Thymidylate synthase locus LOH in combination with genotype has prognostic and predictive significance in colorectal cancer

Abstract

The aim of the current study was to investigate the prognostic and predictive significance of polymorphisms in the thymidylate synthase (TS) gene, alongside the loss of heterozygocity (LOH) at this gene locus in patients with colorectal cancer. Genotyping was carried out for a variable number tandem repeat (VNTR) polymorphism in the TS 5'-untranslated region, a G/C single nucleotide polymorphism (SNP) located within this VNTR, and for TS LOH status in 246 colorectal cancer and paired normal DNA samples. The results were analyzed in relation to clinicopathological features, including the prognostic and predictive significance of TS genotype in patients who underwent curative surgery. Complete VNTR, SNP and LOH information for TS was obtained in 226 cases. No significant associations were observed between normal tissue TS genotype status and clinicopathological features. LOH of TS was observed in 58% of tumor samples and was associated with poor prognosis independently of clinical stage. Cases exhibiting TS LOH were classified into the three groups of 2R/loss, 3G/loss and 3C/loss. Patients with 3C/loss genotype status had poor outcomes when treated by surgery alone, but their survival was similar to patients with other genotypes following Fluorouracil (5-FU)-based adjuvant chemotherapy. The results suggested that LOH of the TS locus may be a significant prognostic factor in colorectal cancer, with the genotype of the residual allele also demonstrating an influence on prognosis. In conclusion, LOH status should be considered when TS genotype is explored as a potential prognostic and predictive marker for 5-FU-based adjuvant chemotherapy in colorectal cancer.
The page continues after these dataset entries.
use std::collections::{BTreeMap, BTreeSet};
use std::path::{Component, Path};
use std::str::FromStr;

use cubicle_core::HostPath;
use cubicle_core::fs_util::{open_no_follow, try_iterdir};

use crate::error::{Error, Result};
use crate::names::PackageName;
use crate::paths::Paths;

/// A discovered package definition: a directory under the built-in or
/// user package trees containing (at minimum) a `provides` output once
/// built, and optionally `depends.txt`, `build-depends.txt`, `update.sh`,
/// `test.sh`.
#[derive(Clone, Debug)]
pub struct Package {
    pub name: PackageName,
    pub dir: HostPath,
    /// `"built-in"` or the name of the user-package subdirectory it came from.
    pub origin: String,
    pub depends: BTreeSet<PackageName>,
    pub build_depends: BTreeSet<PackageName>,
    /// Legacy `provides.txt`: relative paths under HOME this package drops
    /// files at directly, without going through `update.sh`.
    pub provides: Vec<String>,
    pub update_script: Option<HostPath>,
    pub test_script: Option<HostPath>,
}

/// The full set of known packages, keyed by name, with dependency edges
/// resolved and the synthetic `auto` cycle broken.
#[derive(Clone, Debug, Default)]
pub struct PackageIndex {
    packages: BTreeMap<PackageName, Package>,
}

impl PackageIndex {
    /// Walks the user package directory (one origin per immediate
    /// subdirectory) followed by the built-in package directory, then
    /// breaks the `auto` dependency cycle every package implicitly has.
    pub fn discover(paths: &Paths) -> Result<Self> {
        let mut index = Self::default();

        let mut origins = try_iterdir(paths.user_package_dir.as_path())?;
        origins.sort();
        for origin_dir in origins {
            if !origin_dir.is_dir() {
                continue;
            }
            let origin = origin_dir
                .file_name()
                .map(|n| n.to_string_lossy().into_owned())
                .unwrap_or_default();
            index.add_packages(&HostPath::new(origin_dir), &origin)?;
        }
        index.add_packages(&paths.code_package_dir, "built-in")?;

        index.break_auto_cycle();
        Ok(index)
    }

    fn add_packages(&mut self, dir: &HostPath, origin: &str) -> Result<()> {
        let mut entries = try_iterdir(dir.as_path())?;
        entries.sort();
        for package_dir in entries {
            if !package_dir.is_dir() {
                continue;
            }
            let Some(name) = package_dir.file_name() else {
                continue;
            };
            let name = PackageName::from_str(&name.to_string_lossy())?;
            if self.packages.contains_key(&name) {
                continue;
            }

            let package_dir = HostPath::new(package_dir);
            let mut depends = read_name_list(&package_dir.join("depends.txt"))?;
            let build_depends = read_name_list(&package_dir.join("build-depends.txt"))?;
            depends.insert(PackageName::auto());
            let provides = read_provides_list(&name, &package_dir.join("provides.txt"))?;

            let update_script = package_dir.join("update.sh");
            let test_script = package_dir.join("test.sh");

            self.packages.insert(
                name.clone(),
                Package {
                    name,
                    dir: package_dir.clone(),
                    origin: origin.to_owned(),
                    depends,
                    build_depends,
                    provides,
                    update_script: update_script.as_path().is_file().then_some(update_script),
                    test_script: test_script.as_path().is_file().then_some(test_script),
                },
            );
        }
        Ok(())
    }

    /// `auto` is an implicit dependency of every package, but its own
    /// transitive closure can't depend on itself. Strip `auto` back out
    /// of the depends sets of exactly the packages reachable from `auto`.
    fn break_auto_cycle(&mut self) {
        let auto = PackageName::auto();
        if !self.packages.contains_key(&auto) {
            return;
        }
        let closure = self.transitive_depends_unchecked([auto.clone()], true);
        for name in closure {
            if let Some(package) = self.packages.get_mut(&name) {
                package.depends.remove(&auto);
            }
        }
    }

    pub fn get(&self, name: &PackageName) -> Result<&Package> {
        self.packages
            .get(name)
            .ok_or_else(|| Error::NoSuchPackage(name.clone()))
    }

    pub fn iter(&self) -> impl Iterator<Item = &Package> {
        self.packages.values()
    }

    pub fn names(&self) -> impl Iterator<Item = &PackageName> {
        self.packages.keys()
    }

    /// Every package reachable from `packages` by `depends` edges, and
    /// also by `build-depends` edges when `build_depends` is set.
    pub fn transitive_depends(
        &self,
        packages: impl IntoIterator<Item = PackageName>,
        build_depends: bool,
    ) -> Result<BTreeSet<PackageName>> {
        let packages: Vec<PackageName> = packages.into_iter().collect();
        for p in &packages {
            self.get(p)?;
        }
        Ok(self.transitive_depends_unchecked(packages, build_depends))
    }

    fn transitive_depends_unchecked(
        &self,
        packages: impl IntoIterator<Item = PackageName>,
        build_depends: bool,
    ) -> BTreeSet<PackageName> {
        let mut visited = BTreeSet::new();
        let mut stack: Vec<PackageName> = packages.into_iter().collect();
        while let Some(p) = stack.pop() {
            if !visited.insert(p.clone()) {
                continue;
            }
            let Some(package) = self.packages.get(&p) else {
                continue;
            };
            stack.extend(package.depends.iter().cloned());
            if build_depends {
                stack.extend(package.build_depends.iter().cloned());
            }
        }
        visited
    }
}

fn read_name_list(path: &HostPath) -> Result<BTreeSet<PackageName>> {
    use std::io::{BufRead, BufReader};

    match open_no_follow(path.as_path()) {
        Ok(file) => {
            let mut names = BTreeSet::new();
            for line in BufReader::new(file).lines() {
                let line = line?;
                let trimmed = line.trim();
                if !trimmed.is_empty() {
                    names.insert(PackageName::from_str(trimmed)?);
                }
            }
            Ok(names)
        }
        Err(e) if e.kind() == std::io::ErrorKind::NotFound => Ok(BTreeSet::new()),
        Err(e) => Err(e.into()),
    }
}

/// Parses a package's `provides.txt`: one relative path per line, naming a
/// file the package drops directly under HOME. Unlike `depends.txt`,
/// entries here are paths rather than package names, so they get their own
/// validation: no absolute paths, no `~/` prefix, no `..` segment.
fn read_provides_list(name: &PackageName, path: &HostPath) -> Result<Vec<String>> {
    use std::io::{BufRead, BufReader};

    match open_no_follow(path.as_path()) {
        Ok(file) => {
            let mut entries = Vec::new();
            for line in BufReader::new(file).lines() {
                let line = line?;
                let trimmed = line.trim();
                if trimmed.is_empty() {
                    continue;
                }
                validate_provides_entry(trimmed)
                    .ok_or_else(|| Error::InvalidProvidesEntry(name.clone(), trimmed.to_owned()))?;
                entries.push(trimmed.to_owned());
            }
            Ok(entries)
        }
        Err(e) if e.kind() == std::io::ErrorKind::NotFound => Ok(Vec::new()),
        Err(e) => Err(e.into()),
    }
}

/// A `provides.txt` entry is rejected if it's absolute, `~`-prefixed, or
/// contains a `..` segment, mirroring the path-component checks
/// `names.rs::validate` already does for package/environment names.
fn validate_provides_entry(entry: &str) -> Option<()> {
    if entry.starts_with('~') {
        return None;
    }
    let path = Path::new(entry);
    if path.is_absolute() {
        return None;
    }
    for component in path.components() {
        match component {
            Component::Normal(_) | Component::CurDir => {}
            Component::ParentDir | Component::RootDir | Component::Prefix(_) => return None,
        }
    }
    Some(())
}

#[cfg(test)]
mod tests {
    use std::fs;

    use super::*;
    use crate::paths::Paths;

    fn write_package(dir: &std::path::Path, name: &str, depends: &[&str]) {
        let package_dir = dir.join(name);
        fs::create_dir_all(&package_dir).unwrap();
        if !depends.is_empty() {
            fs::write(package_dir.join("depends.txt"), depends.join("\n")).unwrap();
        }
    }

    #[test]
    fn discovers_built_in_packages_and_strips_the_auto_cycle() {
        let user_dir = tempfile::tempdir().unwrap();
        let code_dir = tempfile::tempdir().unwrap();
        write_package(code_dir.path(), "auto", &[]);
        write_package(code_dir.path(), "rust", &["auto"]);

        let paths = Paths {
            home_dirs: HostPath::new("/tmp/unused-home"),
            work_dirs: HostPath::new("/tmp/unused-work"),
            package_cache: HostPath::new("/tmp/unused-cache"),
            user_package_dir: HostPath::new(user_dir.path()),
            code_package_dir: HostPath::new(code_dir.path()),
            script_dir: HostPath::new("/tmp/unused-script"),
            cache_dir: HostPath::new("/tmp/unused-cache-dir"),
        };

        let index = PackageIndex::discover(&paths).unwrap();
        let auto = index.get(&PackageName::auto()).unwrap();
        assert!(!auto.depends.contains(&PackageName::auto()));

        let rust = index.get(&PackageName::from_str("rust").unwrap()).unwrap();
        assert!(rust.depends.contains(&PackageName::auto()));
    }

    #[test]
    fn transitive_depends_follows_build_depends_only_when_asked() {
        let user_dir = tempfile::tempdir().unwrap();
        let code_dir = tempfile::tempdir().unwrap();
        write_package(code_dir.path(), "auto", &[]);
        write_package(code_dir.path(), "base", &["auto"]);
        write_package(code_dir.path(), "rust", &["auto", "base"]);
        fs::write(
            code_dir.path().join("rust").join("build-depends.txt"),
            "base\n",
        )
        .unwrap();

        let paths = Paths {
            home_dirs: HostPath::new("/tmp/unused-home"),
            work_dirs: HostPath::new("/tmp/unused-work"),
            package_cache: HostPath::new("/tmp/unused-cache"),
            user_package_dir: HostPath::new(user_dir.path()),
            code_package_dir: HostPath::new(code_dir.path()),
            script_dir: HostPath::new("/tmp/unused-script"),
            cache_dir: HostPath::new("/tmp/unused-cache-dir"),
        };
        let index = PackageIndex::discover(&paths).unwrap();
        let rust = PackageName::from_str("rust").unwrap();

        let depends_only = index.transitive_depends([rust.clone()], false).unwrap();
        assert!(depends_only.contains(&PackageName::from_str("base").unwrap()));

        let with_build = index.transitive_depends([rust], true).unwrap();
        assert!(with_build.contains(&PackageName::from_str("base").unwrap()));
    }

    #[test]
    fn provides_txt_entries_are_validated_and_recorded() {
        let user_dir = tempfile::tempdir().unwrap();
        let code_dir = tempfile::tempdir().unwrap();
        write_package(code_dir.path(), "auto", &[]);
        write_package(code_dir.path(), "dotfiles", &["auto"]);
        fs::write(
            code_dir.path().join("dotfiles").join("provides.txt"),
            ".bashrc\nbin/helper\n",
        )
        .unwrap();

        let paths = Paths {
            home_dirs: HostPath::new("/tmp/unused-home"),
            work_dirs: HostPath::new("/tmp/unused-work"),
            package_cache: HostPath::new("/tmp/unused-cache"),
            user_package_dir: HostPath::new(user_dir.path()),
            code_package_dir: HostPath::new(code_dir.path()),
            script_dir: HostPath::new("/tmp/unused-script"),
            cache_dir: HostPath::new("/tmp/unused-cache-dir"),
        };

        let index = PackageIndex::discover(&paths).unwrap();
        let dotfiles = index.get(&PackageName::from_str("dotfiles").unwrap()).unwrap();
        assert_eq!(dotfiles.provides, vec![String::from(".bashrc"), String::from("bin/helper")]);
    }

    #[test]
    fn provides_txt_rejects_paths_that_escape_home() {
        assert!(validate_provides_entry("bin/helper").is_some());
        assert!(validate_provides_entry("/etc/passwd").is_none());
        assert!(validate_provides_entry("~/bin/helper").is_none());
        assert!(validate_provides_entry("../outside").is_none());
        assert!(validate_provides_entry("bin/../../outside").is_none());
    }

    #[test]
    fn discover_fails_when_a_package_has_an_invalid_provides_entry() {
        let user_dir = tempfile::tempdir().unwrap();
        let code_dir = tempfile::tempdir().unwrap();
        write_package(code_dir.path(), "auto", &[]);
        write_package(code_dir.path(), "bad", &["auto"]);
        fs::write(code_dir.path().join("bad").join("provides.txt"), "../escape\n").unwrap();

        let paths = Paths {
            home_dirs: HostPath::new("/tmp/unused-home"),
            work_dirs: HostPath::new("/tmp/unused-work"),
            package_cache: HostPath::new("/tmp/unused-cache"),
            user_package_dir: HostPath::new(user_dir.path()),
            code_package_dir: HostPath::new(code_dir.path()),
            script_dir: HostPath::new("/tmp/unused-script"),
            cache_dir: HostPath::new("/tmp/unused-cache-dir"),
        };

        let err = PackageIndex::discover(&paths).unwrap_err();
        assert!(matches!(err, Error::InvalidProvidesEntry(_, _)));
    }
}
Keywords: 5-fluorouracil; colorectal cancer; genetic polymorphism; loss of heterozygocity; thymidylate synthase.

Figure 1

TS VNTR and SNP analysis. (A) VNTR analysis using PCR amplification and separation of products on a 3% agarose gel. (B) SNP analysis in the 2R allele using PERFLP followed by separation on a 3% agarose gel and scanning with a fluoroimager. (C) SNP analysis in the 3R allele by RFLP and separation on a 3% agarose gel. The DNA fragments stained using ethidium bromide are displayed as white pixels on a black background, whereas those labeled by fluoresein are displayed as black pixels on a white background. The numbers on these panels indicate the same samples being analyzed. The genotypes are as follows: 1, 2G/2C; 2, 2C/2C; 3, 2G/3C; 4, 2C/3G; 5, 2C/3C; 6, 3G/3G; 7, 3G/3C; and 8, 3C/3C. M indicates the size marker (50, 100, 200 and 300 bp) and NC indicates that there was no template control. TS, thymidylate synthase gene; VNTR, variable number tandem repeat; SNP, single nucleotide polymorphisml RFLP, restriction fragment length polymorphism.

Figure 2

Flow chart of LOH analysis and the frequency of TS genotypes. The LOH status of tumors was analyzed according to the TS genotype in normal sample. The TS genotype frequency in relation to LOH status is shown in the box. LOH, loss of heterozygocity; TS, thymidylate synthase gene; RFLP, restriction fragment length polymorphism.

Figure 3

Representative cases of LOH analysis in 3G/3C genotype samples. The PCR-primer extention restriction fragment length polymorphism method detailed in the materials and methods was used to avoid interference by the heteroduplex product. The image of DNA fragments labeled by fluoresein are displayed as black pixels on a white background. Thymidylate synthase genotype and LOH status is indicated on the top of matched T and N lanes. LOH, loss of heterozygocity; T, tumor; N, normal.

Figure 4

Overall survival of patients with curatively resected colorectal cancer according to their TS LOH status. TS, thymidylate synthase gene; LOH, loss of heterozygocity.

Figure 5

LOH status of the TS locus and of 18q in 41 randomly selected tumor samples. White squares indicate that the LOH status could not be determined either due to microsatellite instability (I) or homozygosity (H). Light grey squares indicate no LOH and dark grey squares indicate LOH. LOH, loss of heterozygocity; TS, thymidylate synthase gene.

Figure 6

Survival analysis of patients with colorectal cancer exhibiting TS LOH. The survival rates of patients with 2R/loss (broken line), 3G/loss (dotted line) and 3C/loss (continuous line) genotype were compared using the Kaplan-Meier method in (A) all patients with TS LOH, (B) patients treated with surgery alone and (C) patients who received adjuvant chemotherapy. (D) Survival of patients with the 3C/loss genotype who did (broken line) or did not (continous line) receive 5-FU-based adjuvant chemotherapy. TS, thymidylate synthase gene; LOH, loss of heterozygocity; 5-FU, Fluorouracil.